Authors: Jonathan M. Frame, Ryoko Araki, Soelem Aafnan Bhuiyan, Tadd Bindas, Jeremy Rapp, Lauren Bolotin, Emily Deardorff, Qiyue Liu, Francisco Haces-Garcia, Mochi Liao, Nels Frazier and Fred L. Ogden
Title: Machine learning for a heterogeneous water modeling framework
Abstract: We will present recent efforts from the National Water Center Innovators Program Summer Institute on the integration of machine learning (ML) models for the Next Generation Water Resources Modeling Framework (NextGen). Specifically Long Short-Term Memory (LSTM) networks and differentiable parameter learning conceptual hydrological models (δ conceptual models). We demonstrate that an LSTM model trained on CAMELS catchments makes large-scale predictions with NextGen across all catchments over the New England region and matches the average flow duration curve observed by stream gauges for high-frequency events.
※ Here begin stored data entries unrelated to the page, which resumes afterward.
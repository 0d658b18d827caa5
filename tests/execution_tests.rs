//! Deferred execution, live capture, and the two execution targets.

use std::cell::Cell;
use std::rc::Rc;

use lazyseq::prelude::*;

fn engine() -> Engine {
    Engine::new(EngineConfig::default()).unwrap()
}

#[test]
fn test_query_runs_at_enumeration_not_construction() {
    let numbers = Shared::new(vec![1]);
    let query = Sequence::from_shared(&numbers).select(|x| x * 10);
    numbers.push(2);
    assert_eq!(numbers.len(), 2);
    assert_eq!(query.to_vec().unwrap(), vec![10, 20]);
}

#[test]
fn test_captured_state_is_read_at_pull_time() {
    let factor = Shared::new(10);
    let f = factor.clone();
    let query = Sequence::from_vec(vec![1, 2]).select(move |x| x * f.get());
    factor.set(20);
    assert_eq!(query.to_vec().unwrap(), vec![20, 40]);

    factor.set(3);
    assert_eq!(query.to_vec().unwrap(), vec![3, 6]);
}

#[test]
fn test_construction_invokes_no_closures() {
    let calls = Rc::new(Cell::new(0));
    let seen = Rc::clone(&calls);
    let query = Sequence::range(1, 100)
        .filter(move |x| {
            seen.set(seen.get() + 1);
            x % 2 == 0
        })
        .order_by(|x| -x)
        .into_sequence()
        .take(3);
    assert_eq!(calls.get(), 0);

    assert_eq!(query.to_vec().unwrap(), vec![100, 98, 96]);
    assert_eq!(calls.get(), 100);
}

#[test]
fn test_early_termination_pulls_only_what_it_needs() {
    let pulled = Rc::new(Cell::new(0));
    let counter = Rc::clone(&pulled);
    let naturals = Sequence::iterate(1u64, |x| x + 1).select(move |x| {
        counter.set(counter.get() + 1);
        x
    });
    assert_eq!(naturals.first_where(|x| x % 7 == 0).unwrap(), 7);
    assert_eq!(pulled.get(), 7);
    assert_eq!(naturals.take_while(|x| *x < 4).to_vec().unwrap(), vec![1, 2, 3]);
}

#[test]
fn test_reenumeration_is_idempotent() {
    let query = Sequence::from_vec(vec!["b", "a", "c", "a"])
        .distinct()
        .order_by(|s| *s)
        .into_sequence();
    let first = query.to_vec().unwrap();
    let second = query.to_vec().unwrap();
    assert_eq!(first, vec!["a", "b", "c"]);
    assert_eq!(first, second);
}

#[test]
fn test_single_pass_source_fails_on_reenumeration() {
    let once = Sequence::single_pass(vec![1, 2, 3]);
    assert_eq!(once.select(|x| x + 1).to_vec().unwrap(), vec![2, 3, 4]);
    assert!(matches!(once.to_vec(), Err(Error::ExhaustedSequence)));
}

#[test]
fn test_local_and_remote_targets_agree_on_the_chain() {
    // Stand-in for a database table: local evaluation reads the rows,
    // translation only names the source.
    let names = Sequence::remote("people", vec!["Tom", "Dick", "Harry", "Mary", "Jay"]);
    let query = names.filter(|n| n.len() > 4).describe("len(name) > 4");

    let engine = engine();
    assert_eq!(engine.local().execute(&query).unwrap(), vec!["Harry"]);

    let translated = engine.remote().execute(&query).unwrap();
    assert_eq!(translated.source, "people");
    assert_eq!(translated.operators(), vec!["where"]);
    assert_eq!(translated.dialect, "lazyseq-plan-v1");
    assert_eq!(translated.manifest.target, RunTarget::Remote);
    assert_eq!(translated.manifest.rows_out, None);

    // Client-side alternative: realize the source, then filter in process.
    let realized = Sequence::from_vec(engine.local().execute(&names).unwrap());
    assert_eq!(realized.filter(|n| n.len() > 4).to_vec().unwrap(), vec!["Harry"]);
}

#[test]
fn test_translation_never_invokes_closures() {
    let calls = Rc::new(Cell::new(0));
    let seen = Rc::clone(&calls);
    let query = Sequence::remote("orders", vec![5, 12, 40])
        .filter(move |x| {
            seen.set(seen.get() + 1);
            *x > 10
        })
        .order_by_descending(|x| *x)
        .then_by(|x| x % 3)
        .into_sequence()
        .skip(1)
        .take(5);

    let translated = engine().translate_for_remote(&query).unwrap();
    assert_eq!(calls.get(), 0);
    assert_eq!(translated.operators(), vec!["where", "order_by", "skip", "take"]);

    let json = translated.to_json().unwrap();
    assert!(json.contains("\"orders\""));
    assert!(json.contains("\"descending\""));
}

#[test]
fn test_translation_is_deterministic() {
    let build = || {
        Sequence::remote("items", vec![1, 2, 3])
            .select(|x| x * 2)
            .join(
                &Sequence::from_vec(vec![(2, "two")]),
                |x| *x,
                |(k, _)| *k,
                |x, (_, name)| (*x, *name),
            )
    };
    let engine = engine();
    let first = engine.translate_for_remote(&build()).unwrap();
    let second = engine.translate_for_remote(&build()).unwrap();
    assert_eq!(first.plan_hash, second.plan_hash);
    assert_eq!(first.program, second.program);
    assert_eq!(first.operators(), vec!["select", "join"]);
    assert_eq!(first.program.sources.len(), 2);
    assert_eq!(first.program.remote_sources(), vec!["items"]);

    let different = engine
        .translate_for_remote(&Sequence::remote("items", vec![1]).take(1))
        .unwrap();
    assert_ne!(first.plan_hash, different.plan_hash);
}

#[test]
fn test_translated_query_serializes() {
    let query = Sequence::remote("events", vec![1, 2, 3]).chunk(2);
    let translated = engine().translate_for_remote(&query).unwrap();
    let json = translated.to_json().unwrap();
    let decoded: TranslatedQuery = serde_json::from_str(&json).unwrap();
    assert_eq!(decoded.program, translated.program);
    assert_eq!(decoded.plan_hash, translated.plan_hash);
    assert_eq!(decoded.source, "events");
}

#[test]
fn test_local_only_chain_is_refused_for_translation() {
    let local = Sequence::from_vec(vec![1, 2, 3]).select(|x| x + 1);
    assert!(matches!(
        engine().remote().execute(&local),
        Err(ExecError::NotRemote)
    ));
    assert_eq!(engine().local().execute(&local).unwrap(), vec![2, 3, 4]);
}

#[test]
fn test_result_limit_stops_runaway_evaluation() {
    let engine = Engine::new(EngineConfig::default().with_result_limit(10)).unwrap();
    let unbounded = Sequence::iterate(0i64, |x| x + 1);
    assert!(matches!(
        engine.local().execute(&unbounded),
        Err(ExecError::ResultLimit { limit: 10 })
    ));
    let (rows, manifest) = engine.run_local(&unbounded.take(4)).unwrap();
    assert_eq!(rows, vec![0, 1, 2, 3]);
    assert_eq!(manifest.rows_out, Some(4));
}

#[test]
fn test_query_errors_surface_through_targets() {
    let query = Sequence::from_vec(vec![1, 2]).chunk(0);
    assert!(matches!(
        engine().local().execute(&query),
        Err(ExecError::Query(Error::InvalidArgument(_)))
    ));
}
//! Stable hashing helpers for recorded plans and translated programs.

use blake3::Hasher;
use serde::Serialize;

#[derive(Debug, Clone, Copy, PartialEq, Eq, Hash, serde::Serialize, serde::Deserialize)]
pub struct Hash256(pub [u8; 32]);

impl Hash256 {
    pub fn to_hex(&self) -> String {
        // blake3 hex(32b) is 64 hex chars
        let mut s = String::with_capacity(64);
        for b in &self.0 {
            use std::fmt::Write as _;
            let _ = write!(&mut s, "{:02x}", b);
        }
        s
    }

    /// Byte-wise xor, used to fold two digests into one.
    pub fn xor(self, other: Hash256) -> Hash256 {
        let mut out = [0u8; 32];
        for (i, byte) in out.iter_mut().enumerate() {
            *byte = self.0[i] ^ other.0[i];
        }
        Hash256(out)
    }
}

impl std::fmt::Display for Hash256 {
    fn fmt(&self, f: &mut std::fmt::Formatter<'_>) -> std::fmt::Result {
        write!(f, "{}", self.to_hex())
    }
}

pub fn hash_bytes(bytes: &[u8]) -> Hash256 {
    let mut h = Hasher::new();
    h.update(bytes);
    let out = h.finalize();
    Hash256(out.into())
}

pub fn hash_str(s: &str) -> Hash256 {
    hash_bytes(s.as_bytes())
}

/// Hash any serde-serializable value deterministically (via JSON).
pub fn hash_serde<T: Serialize>(v: &T) -> Result<Hash256, crate::error::Error> {
    let bytes = serde_json::to_vec(v).map_err(|e| crate::error::Error::Hash(e.to_string()))?;
    Ok(hash_bytes(&bytes))
}

#[cfg(test)]
mod tests {
    use super::*;

    #[test]
    fn hex_is_64_chars_and_stable() {
        let a = hash_str("take(3)");
        assert_eq!(a.to_hex().len(), 64);
        assert_eq!(a, hash_str("take(3)"));
        assert_ne!(a, hash_str("take(4)"));
    }

    #[test]
    fn xor_with_self_is_zero() {
        let a = hash_str("x");
        assert_eq!(a.xor(a), Hash256([0u8; 32]));
    }
}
We demonstrate improvements in peak flow predictions when using δ conceptual model, but results also suggest performance increases may come at a cost of the representativeness of hydrologic states within the conceptual model. As a heterogeneous modeling framework, NextGen encourages selecting the right model/s for the right basin/s. We propose a novel approach that leverages ML to predict the best-performing model and ensemble weights for a heterogeneous modeling approach. Our findings advocate for the future development of ML capabilities within NextGen, underscoring the critical role of ML, pure deep learning, and δ conceptual models, in advancing hydrological modeling practices.